Jetzt Angebot anfordern für:

Vorsorge Lexikon

Kapitallebensversicherung

Die Kapitallebensversicherung stellt eine Sonderform der klassischen Lebensversicherung dar, da sich hier der Versicherungsnehmer bereits frühzeitig im Moment des Vertragesabschlusses entscheidet, in welcher Form er bei Eintritt der Leistungsphase die Zahlungen des Versicherungsvertrages in Empfang nehmen möchte. Die Kapitallebensversicherung ist dabei so aufgebaut, dass über die Jahre der Beitragspflicht hinweg regelmäßige Einnahmen kapitaldeckend beim Versicherer gesammelt und verzinst werden. Im Moment, wo die Leistungspflicht der Kapitallebensversicherung eintritt, zahlt der Versicherer die angesparte Summe auf einen Schlag aus, die daraufhin dem Versicherungsnehmer nach einer entsprechenden Versteuerung uneingeschränkt zur Verfügung steht.
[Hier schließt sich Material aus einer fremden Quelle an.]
//! # Structured Logging
//!
//! Initializes the `tracing` subscriber with a selectable format (JSON or
//! pretty-printed) and environment-based filtering via `RUST_LOG`.
//!
//! Output goes to stderr; stdout is reserved for subcommands such as `hash`
//! whose output is meant to be piped.

use tracing_subscriber::{fmt, layer::SubscriberExt, util::SubscriberInitExt, EnvFilter};

/// Log output format.
#[derive(Debug, Clone, Copy, PartialEq, Eq)]
pub enum LogFormat {
    /// Human-readable, colored output. Suitable for local development.
    Pretty,
    /// One JSON object per line. Suitable for log aggregation.
    Json,
}

impl LogFormat {
    /// Accepts "json" or "pretty" (case-insensitive). Anything else is `Pretty`.
    pub fn from_str_lossy(s: &str) -> Self {
        match s.to_lowercase().as_str() {
            "json" => LogFormat::Json,
            _ => LogFormat::Pretty,
        }
    }
}

/// Initialize the global tracing subscriber.
///
/// Call exactly once, early in `main()`.
///
/// `default_level` applies when `RUST_LOG` is unset, e.g.
///
/// ```text
/// RUST_LOG=txsub_node=debug,txsub_protocol=debug,tower_http=info
/// ```
pub fn init_logging(default_level: &str, format: LogFormat) {
    let env_filter =
        EnvFilter::try_from_default_env().unwrap_or_else(|_| EnvFilter::new(default_level));

    match format {
        LogFormat::Pretty => {
            tracing_subscriber::registry()
                .with(env_filter)
                .with(
                    fmt::layer()
                        .with_writer(std::io::stderr)
                        .with_target(true)
                        .with_file(true)
                        .with_line_number(true),
                )
                .init();
        }
        LogFormat::Json => {
            tracing_subscriber::registry()
                .with(env_filter)
                .with(
                    fmt::layer()
                        .json()
                        .with_writer(std::io::stderr)
                        .with_current_span(true)
                        .with_target(true),
                )
                .init();
        }
    }

    tracing::debug!(?format, "logging initialized");
}
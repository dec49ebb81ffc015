//! Envelope variants and their metric labels.

use serde::{Deserialize, Serialize};
use std::fmt;
use stellar_xdr::curr::TransactionEnvelope;

/// Which envelope shape a client submitted.
///
/// Used as the `envelope_type` dimension on submission metrics, so operators
/// can see how much legacy v0 traffic is still arriving.
#[derive(Debug, Clone, Copy, PartialEq, Eq, Hash, Serialize, Deserialize)]
#[serde(rename_all = "snake_case")]
pub enum EnvelopeVariant {
    /// Legacy `ENVELOPE_TYPE_TX_V0`.
    Basic,
    /// `ENVELOPE_TYPE_TX`.
    Versioned,
    /// `ENVELOPE_TYPE_TX_FEE_BUMP`.
    FeeBump,
}

impl EnvelopeVariant {
    /// Every variant, in wire-tag order.
    pub const ALL: [EnvelopeVariant; 3] = [Self::Basic, Self::Versioned, Self::FeeBump];

    /// Derive the variant from a decoded envelope.
    pub fn of(envelope: &TransactionEnvelope) -> Self {
        match envelope {
            TransactionEnvelope::TxV0(_) => Self::Basic,
            TransactionEnvelope::Tx(_) => Self::Versioned,
            TransactionEnvelope::TxFeeBump(_) => Self::FeeBump,
        }
    }

    /// Metric label value.
    pub fn label(self) -> &'static str {
        match self {
            Self::Basic => "v0",
            Self::Versioned => "v1",
            Self::FeeBump => "fee_bump",
        }
    }
}

impl fmt::Display for EnvelopeVariant {
    fn fmt(&self, f: &mut fmt::Formatter<'_>) -> fmt::Result {
        f.write_str(self.label())
    }
}
//! [`CoreClient`] over the node's HTTP admin interface.

use async_trait::async_trait;
use reqwest::Url;
use serde::de::DeserializeOwned;
use tracing::debug;

use super::ack::{CoreInfo, InfoResponse, SubmissionAcknowledgment, TxResponse};
use super::{CoreClient, RequestContext, RequestError};

/// Talks to a single core node at a fixed base URL.
#[derive(Debug, Clone)]
pub struct HttpCoreClient {
    http: reqwest::Client,
    base: Url,
}

impl HttpCoreClient {
    /// Build a client for `core_url` with a default connection pool.
    pub fn new(core_url: &str) -> Result<Self, RequestError> {
        Self::with_client(reqwest::Client::new(), core_url)
    }

    /// Build a client that shares an existing connection pool.
    pub fn with_client(http: reqwest::Client, core_url: &str) -> Result<Self, RequestError> {
        let mut base = Url::parse(core_url)
            .map_err(|e| RequestError::InvalidEndpoint(format!("{core_url}: {e}")))?;
        if !matches!(base.scheme(), "http" | "https") {
            return Err(RequestError::InvalidEndpoint(format!(
                "{core_url}: unsupported scheme {}",
                base.scheme()
            )));
        }
        // `Url::join` replaces the last path segment unless the base ends in '/'.
        if !base.path().ends_with('/') {
            let path = format!("{}/", base.path());
            base.set_path(&path);
        }
        Ok(Self { http, base })
    }

    pub fn base_url(&self) -> &Url {
        &self.base
    }

    fn endpoint(&self, path: &str) -> Result<Url, RequestError> {
        self.base
            .join(path)
            .map_err(|e| RequestError::InvalidEndpoint(e.to_string()))
    }

    /// The submission URL: `{base}/tx?blob=<raw>`, with `raw` form-encoded.
    pub fn submit_url(&self, raw: &str) -> Result<Url, RequestError> {
        let mut url = self.endpoint("tx")?;
        url.query_pairs_mut().append_pair("blob", raw);
        Ok(url)
    }

    async fn get_json<T: DeserializeOwned>(
        &self,
        ctx: &RequestContext,
        url: Url,
    ) -> Result<T, RequestError> {
        let http = self.http.clone();
        ctx.run(async move {
            let response = http.get(url).send().await?;
            let status = response.status();
            if !status.is_success() {
                return Err(RequestError::UnexpectedStatus(status.as_u16()));
            }
            let body = response.bytes().await?;
            serde_json::from_slice(&body).map_err(|e| RequestError::Decode(e.to_string()))
        })
        .await
    }
}

#[async_trait]
impl CoreClient for HttpCoreClient {
    async fn submit_transaction(
        &self,
        ctx: &RequestContext,
        raw: &str,
    ) -> Result<SubmissionAcknowledgment, RequestError> {
        let url = self.submit_url(raw)?;
        debug!(request_id = %ctx.request_id(), "submitting envelope to core");
        let wire: TxResponse = self.get_json(ctx, url).await?;
        Ok(wire.into())
    }

    async fn info(&self, ctx: &RequestContext) -> Result<CoreInfo, RequestError> {
        let url = self.endpoint("info")?;
        let wire: InfoResponse = self.get_json(ctx, url).await?;
        Ok(wire.info)
    }
}

#[cfg(test)]
mod tests {
    use super::*;

    #[test]
    fn rejects_bad_endpoints() {
        assert!(matches!(
            HttpCoreClient::new("not a url"),
            Err(RequestError::InvalidEndpoint(_))
        ));
        assert!(matches!(
            HttpCoreClient::new("ftp://core.example:21"),
            Err(RequestError::InvalidEndpoint(_))
        ));
    }

    #[test]
    fn submit_url_encodes_blob() {
        let client = HttpCoreClient::new("http://127.0.0.1:11626").unwrap();
        let url = client.submit_url("AAAA+/==").unwrap();
        assert_eq!(url.path(), "/tx");
        assert_eq!(url.query(), Some("blob=AAAA%2B%2F%3D%3D"));
        let decoded: Vec<_> = url.query_pairs().collect();
        assert_eq!(decoded[0].1, "AAAA+/==");
    }

    #[test]
    fn base_path_is_preserved() {
        let client = HttpCoreClient::new("https://gateway.example/core").unwrap();
        assert_eq!(client.base_url().as_str(), "https://gateway.example/core/");
        assert_eq!(
            client.endpoint("info").unwrap().as_str(),
            "https://gateway.example/core/info"
        );
    }
}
Der Kapitallebensversicherung gegenüber steht die private Rentenversicherung, bei der es zu einer Auszahlung von regelmäßigen, monatlichen Beiträgen kommt und somit kein Kapitalwahlrecht besteht, dass einem die Versicherungssumme ganz oder anteilig zu einem bestimmten Zeitpunkt in voller Summe auszahlt. In der aktuellen Versicherungsmarktlage erfreut sich die Kapitallebensversicherung immer noch sehr großer Beliebtheit, auch wenn durch Gesetzesänderungen der letzten Jahre gerade in puncto Abgeltungssteuer eine Benachteiligung dieser Art der Versicherungen entstanden ist, bei der eine anteilige Besteuerung der Zinsen stattfindet, die das eigene Kapital im Rahmen der Kapitallebensversicherung jährlich erzielt.